Obtenho silêncio por parte de quem me ouve. Parece digerir o que fui verbalizando. Creio ser a minha oportunidade de a surpreender e de iniciar um questionário sintomatológico que nunca é formalmente realizado ao ritmo de parada e resposta habitual. Engano-me. Antecipando-se refere: “Sabe do que sinto mais falta? De ir à missa, de comprar o cabrito e as batatas, de escolher os ovos de chocolate para os meus netos, e de ir pondo e decorando a mesa…. Sou sempre eu que organizo o almoço de Páscoa.” Sou inicialmente apanhado de surpresa perante a mudança brusca de tema, mas recomponho-me rapidamente. Na realidade nada disto me pode surpreender. Tenho perante mim uma mulher de família, uma mulher de Fé, uma mulher perfeccionista, esteta indefectível, e uma mulher habituada a liderar e agregar uma família. Returco, aproveitando o balanço papal, referindo: “Temos uma família em Sede Vacante”. O olhar e o arquear de sobrancelhas que recebo revela-me que a expressão e o conceito são desconhecidos para a minha interlocutora. Explico-lhe o conceito de Sede Vacante e saliento que o meu uso desta expressão é na realidade um elogio, um reforço da sua importância na dinâmica da sua própria família. Sorri e faz repousar a sua mão desnuda sobre a minha duplamente enluvada.

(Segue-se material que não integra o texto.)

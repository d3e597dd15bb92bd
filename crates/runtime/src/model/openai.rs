//! OpenAI-compatible upstream backend.

use super::errors::ModelError;
use super::types::{ModelBackend, ModelResponse, ModelStream};
use crate::translate;
use async_trait::async_trait;
use futures::{StreamExt, stream};
use tracing::debug;
use wire::{ChatCompletion, ChatCompletionChunk, ChatCompletionRequest, SseEvent, SseParser};

/// Builder for the upstream backend.
#[derive(Debug, Clone)]
pub struct OpenAiBackendBuilder {
    base_url: String,
    api_key: Option<String>,
}

impl OpenAiBackendBuilder {
    pub fn new(base_url: impl Into<String>) -> Self {
        Self {
            base_url: base_url.into(),
            api_key: None,
        }
    }

    /// Bearer token forwarded on every upstream request.
    pub fn api_key(mut self, api_key: impl Into<String>) -> Self {
        self.api_key = Some(api_key.into());
        self
    }

    pub fn build(self) -> OpenAiBackend {
        OpenAiBackend {
            client: reqwest::Client::new(),
            base_url: self.base_url.trim_end_matches('/').to_string(),
            api_key: self.api_key,
        }
    }
}

/// Backend speaking the OpenAI chat-completions protocol over HTTP.
pub struct OpenAiBackend {
    client: reqwest::Client,
    base_url: String,
    api_key: Option<String>,
}

impl OpenAiBackend {
    pub fn builder(base_url: impl Into<String>) -> OpenAiBackendBuilder {
        OpenAiBackendBuilder::new(base_url)
    }

    async fn send(
        &self,
        request: &ChatCompletionRequest,
        accept: &str,
    ) -> Result<reqwest::Response, ModelError> {
        let url = format!("{}/chat/completions", self.base_url);
        debug!(model = %request.model, stream = request.stream, "sending upstream completion request");

        let mut builder = self
            .client
            .post(&url)
            .header("accept", accept)
            .json(request);
        if let Some(key) = &self.api_key {
            builder = builder.bearer_auth(key);
        }

        let response = builder
            .send()
            .await
            .map_err(|e| ModelError::Network(e.to_string()))?;

        let status = response.status();
        if !status.is_success() {
            let body = response.text().await.unwrap_or_default();
            return Err(ModelError::Api {
                status: status.as_u16(),
                body,
            });
        }
        Ok(response)
    }
}

impl std::fmt::Display for OpenAiBackend {
    fn fmt(&self, f: &mut std::fmt::Formatter<'_>) -> std::fmt::Result {
        write!(f, "openai({})", self.base_url)
    }
}

#[async_trait]
impl ModelBackend for OpenAiBackend {
    async fn complete(&self, request: &ChatCompletionRequest) -> Result<ModelResponse, ModelError> {
        let mut request = request.clone();
        request.stream = false;

        let response = self.send(&request, "application/json").await?;
        let completion: ChatCompletion = response
            .json()
            .await
            .map_err(|e| ModelError::InvalidResponse(e.to_string()))?;

        let choice = completion
            .choices
            .first()
            .ok_or_else(|| ModelError::InvalidResponse("no choices in completion".to_string()))?;

        let turn = translate::assistant_turn_from_wire(&choice.message).map_err(|e| match e {
            crate::Error::Model(model) => model,
            other => ModelError::InvalidResponse(other.to_string()),
        })?;

        Ok(ModelResponse {
            turn,
            usage: completion.usage.unwrap_or_default(),
            finish_reason: choice.finish_reason.clone(),
        })
    }

    async fn stream(&self, request: &ChatCompletionRequest) -> Result<ModelStream, ModelError> {
        let mut request = request.clone();
        request.stream = true;

        let response = self.send(&request, "text/event-stream").await?;

        let mut parser = SseParser::new();
        let chunks = response
            .bytes_stream()
            .map(move |read| match read {
                Ok(bytes) => parser
                    .feed(&bytes)
                    .into_iter()
                    .filter_map(|event| match event {
                        SseEvent::Data(payload) => Some(
                            serde_json::from_str::<ChatCompletionChunk>(&payload)
                                .map_err(|e| ModelError::InvalidResponse(e.to_string())),
                        ),
                        SseEvent::Done => None,
                    })
                    .collect::<Vec<_>>(),
                Err(e) => vec![Err(ModelError::Stream(e.to_string()))],
            })
            .flat_map(stream::iter);

        Ok(Box::pin(chunks))
    }
}
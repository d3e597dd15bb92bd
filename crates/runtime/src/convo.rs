//! Conversation state for one request.

use crate::{Error, Result};
use serde::{Deserialize, Serialize};
use std::collections::HashSet;

/// Identifier correlating a tool call with its result.
///
/// Unique within one conversation; minted by the model.
#[derive(Debug, Clone, PartialEq, Eq, Hash, Serialize, Deserialize)]
#[serde(transparent)]
pub struct CallId(String);

impl CallId {
    pub fn as_str(&self) -> &str {
        &self.0
    }
}

impl std::fmt::Display for CallId {
    fn fmt(&self, f: &mut std::fmt::Formatter<'_>) -> std::fmt::Result {
        write!(f, "{}", self.0)
    }
}

impl From<String> for CallId {
    fn from(s: String) -> Self {
        Self(s)
    }
}

impl From<&str> for CallId {
    fn from(s: &str) -> Self {
        Self(s.to_string())
    }
}

/// A structured request, emitted by the model, to execute a named tool.
///
/// `arguments` is the raw JSON text exactly as the model produced it;
/// parsing and schema validation happen in the tool client so that a bad
/// payload becomes a failure the model can see and correct.
#[derive(Debug, Clone, Serialize, Deserialize)]
pub struct ToolCallRequest {
    pub id: CallId,
    pub name: String,
    pub arguments: String,
}

/// One message unit in a conversation.
#[derive(Debug, Clone, Serialize, Deserialize)]
#[serde(tag = "role", rename_all = "lowercase")]
pub enum Turn {
    System {
        content: String,
    },
    User {
        content: String,
    },
    Assistant {
        content: String,
        #[serde(default)]
        tool_calls: Vec<ToolCallRequest>,
    },
    Tool {
        call_id: CallId,
        content: String,
    },
}

impl Turn {
    pub fn user(content: impl Into<String>) -> Self {
        Self::User {
            content: content.into(),
        }
    }

    pub fn assistant(content: impl Into<String>, tool_calls: Vec<ToolCallRequest>) -> Self {
        Self::Assistant {
            content: content.into(),
            tool_calls,
        }
    }

    pub fn tool_result(call_id: CallId, content: impl Into<String>) -> Self {
        Self::Tool {
            call_id,
            content: content.into(),
        }
    }

    /// Tool calls carried by this turn (empty unless assistant).
    pub fn tool_calls(&self) -> &[ToolCallRequest] {
        match self {
            Self::Assistant { tool_calls, .. } => tool_calls,
            _ => &[],
        }
    }
}

/// Ordered, append-only sequence of turns, owned by one request.
#[derive(Debug, Clone, Default, Serialize, Deserialize)]
pub struct Conversation {
    turns: Vec<Turn>,
}

impl Conversation {
    pub fn new() -> Self {
        Self::default()
    }

    pub fn turns(&self) -> &[Turn] {
        &self.turns
    }

    pub fn is_empty(&self) -> bool {
        self.turns.is_empty()
    }

    /// Append a turn.
    ///
    /// A tool-result turn must answer a call emitted by the immediately
    /// preceding assistant turn (skipping other tool results already
    /// appended for the same batch); anything else is an orphan and is
    /// rejected.
    pub fn push(&mut self, turn: Turn) -> Result<()> {
        if let Turn::Tool { call_id, .. } = &turn {
            if !self.pending_call_ids().contains(call_id) {
                return Err(Error::OrphanToolResult(call_id.clone()));
            }
        }
        self.turns.push(turn);
        Ok(())
    }

    /// Call ids of the trailing assistant turn that have no result yet.
    pub fn pending_call_ids(&self) -> HashSet<CallId> {
        self.pending_calls().into_iter().map(|c| c.id).collect()
    }

    /// Unanswered tool calls of the trailing assistant turn, in the order
    /// the assistant emitted them.
    pub fn pending_calls(&self) -> Vec<ToolCallRequest> {
        let mut answered = HashSet::new();
        for turn in self.turns.iter().rev() {
            match turn {
                Turn::Tool { call_id, .. } => {
                    answered.insert(call_id.clone());
                }
                Turn::Assistant { tool_calls, .. } => {
                    return tool_calls
                        .iter()
                        .filter(|c| !answered.contains(&c.id))
                        .cloned()
                        .collect();
                }
                _ => break,
            }
        }
        Vec::new()
    }

    /// Drop the oldest turns until at most `limit` remain.
    ///
    /// Leading system turns are kept. An assistant turn is dropped
    /// together with the tool results answering it so the remaining
    /// history never opens with a dangling tool result.
    pub fn truncate_to(&mut self, limit: usize) {
        while self.turns.len() > limit {
            let Some(index) = self
                .turns
                .iter()
                .position(|t| !matches!(t, Turn::System { .. }))
            else {
                break;
            };

            let removed = self.turns.remove(index);
            if matches!(removed, Turn::Assistant { .. }) {
                while matches!(self.turns.get(index), Some(Turn::Tool { .. })) {
                    self.turns.remove(index);
                }
            }
        }
    }
}

#[cfg(test)]
mod tests {
    use super::*;

    fn call(id: &str, name: &str) -> ToolCallRequest {
        ToolCallRequest {
            id: id.into(),
            name: name.to_string(),
            arguments: "{}".to_string(),
        }
    }

    #[test]
    fn tool_result_answers_preceding_assistant() {
        let mut convo = Conversation::new();
        convo.push(Turn::user("hi")).unwrap();
        convo
            .push(Turn::assistant("", vec![call("call_1", "ping_pong")]))
            .unwrap();
        convo
            .push(Turn::tool_result("call_1".into(), "pong"))
            .unwrap();
        assert_eq!(convo.turns().len(), 3);
    }

    #[test]
    fn orphaned_tool_result_is_rejected() {
        let mut convo = Conversation::new();
        convo.push(Turn::user("hi")).unwrap();
        let err = convo
            .push(Turn::tool_result("call_unknown".into(), "x"))
            .unwrap_err();
        assert!(matches!(err, Error::OrphanToolResult(id) if id.as_str() == "call_unknown"));
    }

    #[test]
    fn duplicate_tool_result_is_rejected() {
        let mut convo = Conversation::new();
        convo
            .push(Turn::assistant("", vec![call("call_1", "a")]))
            .unwrap();
        convo.push(Turn::tool_result("call_1".into(), "ok")).unwrap();
        assert!(convo.push(Turn::tool_result("call_1".into(), "again")).is_err());
    }

    #[test]
    fn pending_ids_shrink_as_results_arrive() {
        let mut convo = Conversation::new();
        convo
            .push(Turn::assistant(
                "",
                vec![call("call_a", "a"), call("call_b", "b")],
            ))
            .unwrap();
        assert_eq!(convo.pending_call_ids().len(), 2);

        convo.push(Turn::tool_result("call_a".into(), "done")).unwrap();
        let pending = convo.pending_call_ids();
        assert_eq!(pending.len(), 1);
        assert!(pending.contains(&CallId::from("call_b")));
    }

    #[test]
    fn pending_calls_keep_emission_order() {
        let mut convo = Conversation::new();
        convo
            .push(Turn::assistant(
                "",
                vec![call("call_a", "a"), call("call_b", "b"), call("call_c", "c")],
            ))
            .unwrap();
        convo.push(Turn::tool_result("call_b".into(), "done")).unwrap();

        let pending = convo.pending_calls();
        let ids: Vec<&str> = pending.iter().map(|c| c.id.as_str()).collect();
        assert_eq!(ids, vec!["call_a", "call_c"]);
    }

    #[test]
    fn truncation_keeps_system_and_tool_pairing() {
        let mut convo = Conversation::new();
        convo
            .push(Turn::System {
                content: "be brief".to_string(),
            })
            .unwrap();
        convo.push(Turn::user("one")).unwrap();
        convo
            .push(Turn::assistant("", vec![call("call_1", "a")]))
            .unwrap();
        convo.push(Turn::tool_result("call_1".into(), "ok")).unwrap();
        convo.push(Turn::user("two")).unwrap();
        convo.push(Turn::user("three")).unwrap();

        convo.truncate_to(3);

        // "one" went first, then the assistant turn and its tool result
        // went as a pair; the system turn always survives.
        let remaining: Vec<&str> = convo
            .turns()
            .iter()
            .map(|t| match t {
                Turn::System { .. } => "system",
                Turn::User { content } => content.as_str(),
                Turn::Assistant { .. } => "assistant",
                Turn::Tool { .. } => "tool",
            })
            .collect();
        assert_eq!(remaining, vec!["system", "two", "three"]);
    }

    #[test]
    fn tool_result_cannot_skip_past_user_turn() {
        let mut convo = Conversation::new();
        convo
            .push(Turn::assistant("", vec![call("call_1", "a")]))
            .unwrap();
        convo.push(Turn::user("never mind")).unwrap();
        assert!(convo.push(Turn::tool_result("call_1".into(), "late")).is_err());
    }
}
use thiserror::Error;

#[derive(Debug, Error)]
pub enum Error {
    #[error("failed to read declarations: {0}")]
    Io(#[from] std::io::Error),

    #[error("failed to parse declarations: {0}")]
    Parse(String),

    #[error("duplicate tool name: {0}")]
    DuplicateTool(String),
}

pub type Result<T> = std::result::Result<T, Error>;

E sabe que mais, minha senhora? O que aqui posso oferecer é tempo. É sempre isso que me pedem os meus outros doentes, os da Oncologia. Tento oferecer-lhes o deles, mas têm sempre o meu como garantido. Deixe-me sentar aqui na cama, ligamos a televisão e colocamos o humidificador aqui próximo. Primeiro assistimos à missa, e depois a senhora põe a mesa e dispõe pratos e talheres bem ao seu jeito de estratega de xadrez, medindo espaços, ensaiando movimentos, e decompondo trajectórias. Pode até ser possível que consigamos confecionar o cabrito e as batatas a meias e que cheguem ovos de chocolate. Entretanto conto-lhe histórias de Itália, descrevo-lhe o acervo da Galleria Degli Uffizi, e levo-a a passear de gôndola pelos canais de Veneza. Quando sairmos daqui prometo que a levo ao novo espaço da Brotéria (há uma biblioteca, uma galeria de arte, uma livraria e um restaurante) no Bairro Alto. Bebemos um café no pátio e ouvimos debater Cristianismo e Cultura. E prometo que lhe mostro o que é um Jesuíta.